== WORK REQUEST ==
Which lines below mention "Enter"? Pick each one out.
[[ MATERIAL FOR THIS TASK open ]]
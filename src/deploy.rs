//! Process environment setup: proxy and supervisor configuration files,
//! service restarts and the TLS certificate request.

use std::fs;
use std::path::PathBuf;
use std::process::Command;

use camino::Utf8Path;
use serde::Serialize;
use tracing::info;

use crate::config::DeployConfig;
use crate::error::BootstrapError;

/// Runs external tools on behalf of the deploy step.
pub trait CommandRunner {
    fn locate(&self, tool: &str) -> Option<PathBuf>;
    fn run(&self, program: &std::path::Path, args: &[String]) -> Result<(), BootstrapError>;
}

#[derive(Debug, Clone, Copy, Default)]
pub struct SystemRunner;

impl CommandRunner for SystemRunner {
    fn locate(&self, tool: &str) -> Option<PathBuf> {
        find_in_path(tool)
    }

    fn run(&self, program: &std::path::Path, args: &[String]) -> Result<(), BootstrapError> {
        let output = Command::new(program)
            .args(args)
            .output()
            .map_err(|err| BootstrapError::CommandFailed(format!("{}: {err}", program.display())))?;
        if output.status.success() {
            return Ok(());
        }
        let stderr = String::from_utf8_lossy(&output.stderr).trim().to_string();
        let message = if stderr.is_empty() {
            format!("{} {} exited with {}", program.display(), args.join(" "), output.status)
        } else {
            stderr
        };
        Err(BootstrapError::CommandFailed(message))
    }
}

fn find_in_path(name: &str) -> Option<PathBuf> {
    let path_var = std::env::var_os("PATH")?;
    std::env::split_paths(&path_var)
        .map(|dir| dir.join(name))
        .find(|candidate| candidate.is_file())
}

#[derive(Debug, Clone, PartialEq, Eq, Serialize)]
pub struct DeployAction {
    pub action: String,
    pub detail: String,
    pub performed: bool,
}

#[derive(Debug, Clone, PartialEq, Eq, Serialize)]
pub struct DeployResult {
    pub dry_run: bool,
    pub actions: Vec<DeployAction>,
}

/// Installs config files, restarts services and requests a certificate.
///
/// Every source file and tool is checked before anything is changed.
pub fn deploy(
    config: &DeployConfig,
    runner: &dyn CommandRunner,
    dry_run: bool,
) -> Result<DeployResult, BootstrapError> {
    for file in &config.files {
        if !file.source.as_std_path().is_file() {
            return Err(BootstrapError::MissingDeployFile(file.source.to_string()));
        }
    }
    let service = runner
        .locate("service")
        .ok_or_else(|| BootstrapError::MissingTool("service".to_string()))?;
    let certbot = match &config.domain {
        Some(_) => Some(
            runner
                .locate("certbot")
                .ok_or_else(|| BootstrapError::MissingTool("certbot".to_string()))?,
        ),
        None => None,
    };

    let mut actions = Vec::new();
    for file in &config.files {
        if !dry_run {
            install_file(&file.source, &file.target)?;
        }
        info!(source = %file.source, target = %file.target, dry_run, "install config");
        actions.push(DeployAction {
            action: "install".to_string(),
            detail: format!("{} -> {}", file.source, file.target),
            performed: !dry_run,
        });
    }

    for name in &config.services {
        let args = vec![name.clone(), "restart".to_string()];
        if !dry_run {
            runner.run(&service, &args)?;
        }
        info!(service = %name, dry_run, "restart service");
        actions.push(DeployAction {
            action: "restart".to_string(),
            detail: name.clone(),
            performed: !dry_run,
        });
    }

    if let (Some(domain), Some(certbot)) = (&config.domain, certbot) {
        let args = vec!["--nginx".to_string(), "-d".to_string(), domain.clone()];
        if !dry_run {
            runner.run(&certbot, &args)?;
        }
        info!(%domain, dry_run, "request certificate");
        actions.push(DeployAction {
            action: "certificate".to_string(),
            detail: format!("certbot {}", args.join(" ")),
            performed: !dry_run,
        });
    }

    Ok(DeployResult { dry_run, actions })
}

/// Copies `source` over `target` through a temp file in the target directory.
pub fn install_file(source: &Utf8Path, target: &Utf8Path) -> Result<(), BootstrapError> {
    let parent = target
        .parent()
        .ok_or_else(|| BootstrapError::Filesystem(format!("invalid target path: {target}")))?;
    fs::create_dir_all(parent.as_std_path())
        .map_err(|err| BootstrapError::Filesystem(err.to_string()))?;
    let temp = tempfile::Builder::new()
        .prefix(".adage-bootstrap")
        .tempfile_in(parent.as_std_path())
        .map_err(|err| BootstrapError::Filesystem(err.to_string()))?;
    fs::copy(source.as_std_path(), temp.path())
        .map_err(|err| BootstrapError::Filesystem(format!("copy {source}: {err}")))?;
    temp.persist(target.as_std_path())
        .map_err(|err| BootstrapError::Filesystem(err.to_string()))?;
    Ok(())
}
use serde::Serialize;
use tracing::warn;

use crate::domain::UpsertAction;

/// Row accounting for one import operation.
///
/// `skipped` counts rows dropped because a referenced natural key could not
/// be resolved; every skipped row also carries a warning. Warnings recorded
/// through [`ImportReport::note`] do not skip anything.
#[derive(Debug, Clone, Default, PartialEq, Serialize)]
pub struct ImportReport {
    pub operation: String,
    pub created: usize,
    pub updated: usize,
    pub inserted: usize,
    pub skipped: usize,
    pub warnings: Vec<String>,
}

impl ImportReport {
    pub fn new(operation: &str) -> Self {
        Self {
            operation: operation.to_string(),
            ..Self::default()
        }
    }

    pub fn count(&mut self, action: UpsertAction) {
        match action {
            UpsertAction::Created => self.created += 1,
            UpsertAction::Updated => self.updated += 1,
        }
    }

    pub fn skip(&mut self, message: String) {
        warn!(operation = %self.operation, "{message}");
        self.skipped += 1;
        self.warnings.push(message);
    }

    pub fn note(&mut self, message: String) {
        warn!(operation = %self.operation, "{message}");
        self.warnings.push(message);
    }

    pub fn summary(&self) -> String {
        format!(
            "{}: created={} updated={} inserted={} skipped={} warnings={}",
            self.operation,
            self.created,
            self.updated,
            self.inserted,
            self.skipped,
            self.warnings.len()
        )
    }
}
[[ MATERIAL FOR THIS TASK closed ]]
[[ MATERIAL FOR THIS TASK open ]]
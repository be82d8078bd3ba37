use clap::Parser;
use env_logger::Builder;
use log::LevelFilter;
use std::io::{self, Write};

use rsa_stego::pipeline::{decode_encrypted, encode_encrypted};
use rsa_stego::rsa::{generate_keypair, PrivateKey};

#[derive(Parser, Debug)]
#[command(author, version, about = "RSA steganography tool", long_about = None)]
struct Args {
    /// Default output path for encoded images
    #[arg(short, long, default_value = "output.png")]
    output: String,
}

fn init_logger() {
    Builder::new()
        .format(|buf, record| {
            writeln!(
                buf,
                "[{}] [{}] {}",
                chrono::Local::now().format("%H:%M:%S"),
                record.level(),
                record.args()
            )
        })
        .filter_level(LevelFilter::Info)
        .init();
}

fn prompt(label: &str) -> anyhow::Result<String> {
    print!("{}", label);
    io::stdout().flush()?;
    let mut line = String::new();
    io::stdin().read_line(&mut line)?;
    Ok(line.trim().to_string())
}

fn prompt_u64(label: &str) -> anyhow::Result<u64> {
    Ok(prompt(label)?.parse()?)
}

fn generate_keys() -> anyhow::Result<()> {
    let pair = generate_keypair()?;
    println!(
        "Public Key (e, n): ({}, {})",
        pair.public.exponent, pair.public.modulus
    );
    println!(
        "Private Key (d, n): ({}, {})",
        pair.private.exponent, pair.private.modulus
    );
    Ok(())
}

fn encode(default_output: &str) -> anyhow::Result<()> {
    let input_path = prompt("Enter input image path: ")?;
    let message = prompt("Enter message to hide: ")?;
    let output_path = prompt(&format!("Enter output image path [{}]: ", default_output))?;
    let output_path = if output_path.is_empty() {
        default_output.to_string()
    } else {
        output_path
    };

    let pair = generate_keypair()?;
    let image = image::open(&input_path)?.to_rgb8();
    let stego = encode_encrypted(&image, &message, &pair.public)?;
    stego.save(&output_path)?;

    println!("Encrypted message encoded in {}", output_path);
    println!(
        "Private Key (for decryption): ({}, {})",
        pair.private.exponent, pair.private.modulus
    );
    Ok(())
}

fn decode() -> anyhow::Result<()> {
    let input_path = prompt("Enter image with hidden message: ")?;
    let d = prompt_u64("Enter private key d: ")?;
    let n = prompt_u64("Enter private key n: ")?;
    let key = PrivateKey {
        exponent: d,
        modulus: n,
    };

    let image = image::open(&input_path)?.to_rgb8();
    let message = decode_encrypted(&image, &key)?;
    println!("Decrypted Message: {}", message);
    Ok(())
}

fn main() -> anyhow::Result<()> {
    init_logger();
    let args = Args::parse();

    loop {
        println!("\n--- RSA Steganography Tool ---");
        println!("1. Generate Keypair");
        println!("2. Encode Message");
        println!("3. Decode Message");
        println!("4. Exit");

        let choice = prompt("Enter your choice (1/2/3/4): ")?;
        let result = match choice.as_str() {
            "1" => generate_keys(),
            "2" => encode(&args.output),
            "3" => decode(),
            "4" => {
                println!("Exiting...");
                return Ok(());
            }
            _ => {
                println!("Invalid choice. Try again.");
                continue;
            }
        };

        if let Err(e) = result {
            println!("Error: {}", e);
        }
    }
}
[[ MATERIAL FOR THIS TASK closed ]]
== WRITTEN ANSWER ==
    let input_path = prompt("Enter input image path: ")?;
    let message = prompt("Enter message to hide: ")?;
    let output_path = prompt(&format!("Enter output image path [{}]: ", default_output))?;
    let input_path = prompt("Enter image with hidden message: ")?;
    let d = prompt_u64("Enter private key d: ")?;
    let n = prompt_u64("Enter private key n: ")?;
        let choice = prompt("Enter your choice (1/2/3/4): ")?;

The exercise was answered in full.